NR Group is an Indian business group which comprises six companies in various businesses such as essential oils, fragrances, incense, and electronics. It is based in Mysore, and was established in 1948 by N. Ranga Rao as Mysore Products and General Trading Company, which later became N. Ranga Rao & Sons.

Ranga Rao & Sons, started in 1948, is a manufacturer of incense and fragrances. It has a portfolio of over 500 fragrances, all of which are created and blended in-house. Cycle is the main incense brand.
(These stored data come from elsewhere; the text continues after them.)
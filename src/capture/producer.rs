//! Device-side frame delivery
//!
//! Runs inside the driver's update pump. Each delivered frame is copied into
//! the back buffer of its channel and published with a swap. Nothing here ever
//! waits for a lock: a busy back buffer or a failed swap drops the frame.

use std::sync::Arc;

use crate::capture::device::{depth_frame_size, depth_resolution, StreamHandler, VideoMode};
use crate::depth::DepthProcessor;
use crate::error::FrameError;
use crate::frame::{ChannelKind, FrameStore, PixelFormat};

/// Frames delivered and dropped per channel since the producer was created
#[derive(Debug, Clone, Copy, Default, PartialEq, Eq)]
pub struct ProducerStats {
    pub video_frames: u64,
    pub video_dropped: u64,
    pub depth_frames: u64,
    pub depth_dropped: u64,
}

/// Copies driver frames into the store and publishes them
pub struct FrameProducer {
    store: Arc<FrameStore>,
    depth: DepthProcessor,
    video_time: u32,
    depth_time: u32,
    stats: ProducerStats,
}

impl FrameProducer {
    pub fn new(store: Arc<FrameStore>, depth: DepthProcessor) -> Self {
        Self {
            store,
            depth,
            video_time: 0,
            depth_time: 0,
            stats: ProducerStats::default(),
        }
    }

    /// Allocate the video channel for a mode
    pub fn setup_video(&self, mode: VideoMode) -> Result<(), FrameError> {
        self.store.setup_channel(
            ChannelKind::Video,
            mode.resolution(),
            mode.format(),
            Some(mode.frame_size()),
        )
    }

    /// Allocate the depth channel
    pub fn setup_depth(&self) -> Result<(), FrameError> {
        self.store.setup_channel(
            ChannelKind::Depth,
            depth_resolution(),
            PixelFormat::Depth,
            Some(depth_frame_size()),
        )
    }

    /// Driver timestamp of the last published video frame
    pub fn video_time(&self) -> u32 {
        self.video_time
    }

    /// Driver timestamp of the last published depth frame
    pub fn depth_time(&self) -> u32 {
        self.depth_time
    }

    pub fn stats(&self) -> ProducerStats {
        self.stats
    }
}

impl StreamHandler for FrameProducer {
    fn on_video(&mut self, data: &[u8], timestamp: u32) {
        {
            let mut back = self.store.back(ChannelKind::Video).control();
            if !back.try_lock() {
                self.stats.video_dropped += 1;
                tracing::trace!("Video back buffer busy, dropping frame");
                return;
            }
            if let Some(buffer) = back.get_mut() {
                buffer.write_bytes(data);
            }
        }

        if !self.store.swap(ChannelKind::Video) {
            self.stats.video_dropped += 1;
            return;
        }

        self.video_time = timestamp;
        self.stats.video_frames += 1;
    }

    fn on_depth(&mut self, samples: &[u16], timestamp: u32) {
        {
            let mut back = self.store.back(ChannelKind::Depth).control();
            if !back.try_lock() {
                self.stats.depth_dropped += 1;
                tracing::trace!("Depth back buffer busy, dropping frame");
                return;
            }
            if let Some(buffer) = back.get_mut() {
                buffer.write_samples(samples);
            }
        }

        let depth = &mut self.depth;
        let published = self
            .store
            .swap_with(ChannelKind::Depth, |buffer| depth.apply(buffer));
        if !published {
            self.stats.depth_dropped += 1;
            return;
        }

        self.depth_time = timestamp;
        self.stats.depth_frames += 1;
    }
}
N. Ranga Rao & Sons Exports is the exports division of the NR Group of companies, handling all the outsourcing of their products to over 50 countries. NESSO – Natural & Essential Oils Pvt. Ltd., is a manufacturer and marketer of essential oils and floral extracts. Established in 1979, the manufacturing facility is CGM compliant and has a Kosher Certification. The company has its extraction facility near Mysore strategically located where best quality Tuberose flower is cultivated. Rangsons Marketing Services Pvt Ltd. is the marketing section of NR Group. Established in 1983, the company markets Cycle Pure Agarbathies and develops the Fragrance Domain products of NR Group. Ripple Fragrances Pvt. Ltd., established in 2005, is a manufacturer and marketer of personal and air care lifestyle products of signature brands IRIS and Lia.

==History==
Established in 1948, and essential oils. Cycle brand incense is exported to over 65 countries.

Initially a family enterprise, the group's companies now have independent corporate setups, and are currently managed by the third generation of the family, overseeing operations as CEOs.

== Incense==

The incense division, N. Ranga Rao & Sons Pvt. Ltd., has a number of brands including Cycle, Flute, Manmohak, and Clove. The exports division exports incense and related products to more than 50 countries in Asia, Africa, Europe, Latin America, the Middle East, Far East and North America. It is headed by Arjun Ranga. The Cycle brand, Cycle Pure Agarbathies, was established in 1948, initially distributing only to domestic market. The fragrances are blended in house

Cycle Agarbathies is the flagship brand under NR Group, based in India, and a manufacturer of incense and prayer materials.

As of 2016, Cycle held a 15% share in the incense industry in India, estimated to be worth Rs. 1500 crore overall. The brand advertises through sponsorship deals of various cricket tournaments in India and elsewhere, including the Indian Premier League and Caribbean Premier League. Currently the brand ambassador are Amitabh Bachchan, Ramesh Aravind, Saurav Ganguly.

==Other divisions==
Ripple Fragrances Pvt. Ltd. is the spatial fragrance division of the NR Group, manufacturing Functional & Aircare Lifestyle Products. Established in 2005. It is headed by Kiran Ranga.

Rangsons Marketing Services Pvt Ltd., established in 1993, is the marketing arm of NR Group.

NR Foundation is the Corporate Social Responsibility arm.

Natural & Essential Oils Pvt. Ltd (NESSO), established in 1979, is the division that manufactures essential oils and floral extracts.